You suck at stabbing, Sen. Probably the worst in the galaxy. Chronicle's stabbed more people than you, and he's not even programmed to know how! Get on my level, breh!
I guess its good to see others are happy in their odd, own ways. I come to StarNet every day, always hoping that my hands will stop shaking whenever I want to reply to something. Almost none of you really know me or ever will. I am someone who hides themselves away, seeking to be alone. I always hid myself from others, ever since I was a child. I dont know what I want out of this post. To be honest, I think I just want to say something... get some sentient interaction as it has been a month, according to my ships clock, since i've been face to face with another. I guess i'm running away and hiding from worries, like I always do.
((Shit guys. Sorry. I've been really busy. I'll probaby be busy for a bit. I'd say this IC but Lilly doesn't really have an excuse.))
I kind of understand where you're coming from, thought not exactly sure what you mean... Hiding protects you but you can only do so much. Heh, if this sector was a lot more safer I'd propose meeting with you, but I might not be the right person to meet. If you do decide to go out of your comfort zone and meet people face to face, just keep in mind there are some really bad places that might mess your life up. Only place I'd suggest to visit if you want 'normal' social interactions would be Opportunity. People aren't inclined to try to pry/shoot/kidnap or enslave you there.
((Boom. An excuse came to my mind!)) ((Lilligant)) Hello StarNet friends. I am sorry I have been quiet. I have been busy with house-sitting for friend who is on long journey. I will try to be more talky but I can not guarantee how talky. Please stop doing talk about stab and mean things or I will have to figure out how to turn off page forever.
Thank you for the warning. I unfortunately know too well that the universe is only beautiful on the outside. With all the current killing, torturing, slavery... it just makes me think, "Is this really the place for me?" I currently have a placement inside a USCM base, but to be honest, I only feel a burden to others around me. I'm not a soldier, nor am I strong. Living with them only made things worse, so I am running from that as well. I'm sorry, reading back on everything, I feel I'm just throwing out self pity. Its weak, stupid and I am sure that over half of the people here do not care. This unknown girl will sign off for a few hours then, get some sleep if I can.

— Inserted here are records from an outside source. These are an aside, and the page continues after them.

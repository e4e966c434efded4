use thiserror::Error;

pub type Result<T> = std::result::Result<T, OtherBucketError>;

#[derive(Debug, Error)]
pub enum OtherBucketError {
    #[error("aggregation `{0}` is not part of the pipeline")]
    ConfigNotFound(String),

    #[error("aggregation `{0}` is not a terms aggregation")]
    NotTermsAggregation(String),

    #[error("aggregation `{0}` is disabled")]
    DisabledAggregation(String),

    #[error("aggregation id `{0}` is used more than once")]
    DuplicateId(String),

    #[error("invalid aggregation pipeline: {0}")]
    InvalidPipeline(#[from] serde_json::Error),
}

Hello, unknown girl. My name's Corvus, nice to meet you. I've felt the same way before, like everything just sucks, and it only looks nice on the outside. However, I really quickly realized that the universe is less like an apple with a rotten core, and more like an ocean. When you're swimming through that ocean, some things will sting you, but you'll also see pretty awesome things. So, just think about that when things seem bad. If you ever want to talk in real life, contact me. I don't bite. -Corvus
(Lilligant) It seems like my past words have taught friend Corvus a lot. That sounds like something I would say. You do not need my words anymore but I will try to put words on the StarNet thing. ((So pretty much, I used to do the Words Of Day at school when I had free time and I was in the mode of deep thinking. But the school wifi blocked the forums so I haven't been able to do that anymore. I'd do it at home but I'm often too tired from sports and such.))
We should all chat sometime. I got an apartment... not much room for guests. I don't really know of any places to go to besides bars and... more bars... unless there's a cafe somewhere in the back-end of the sector.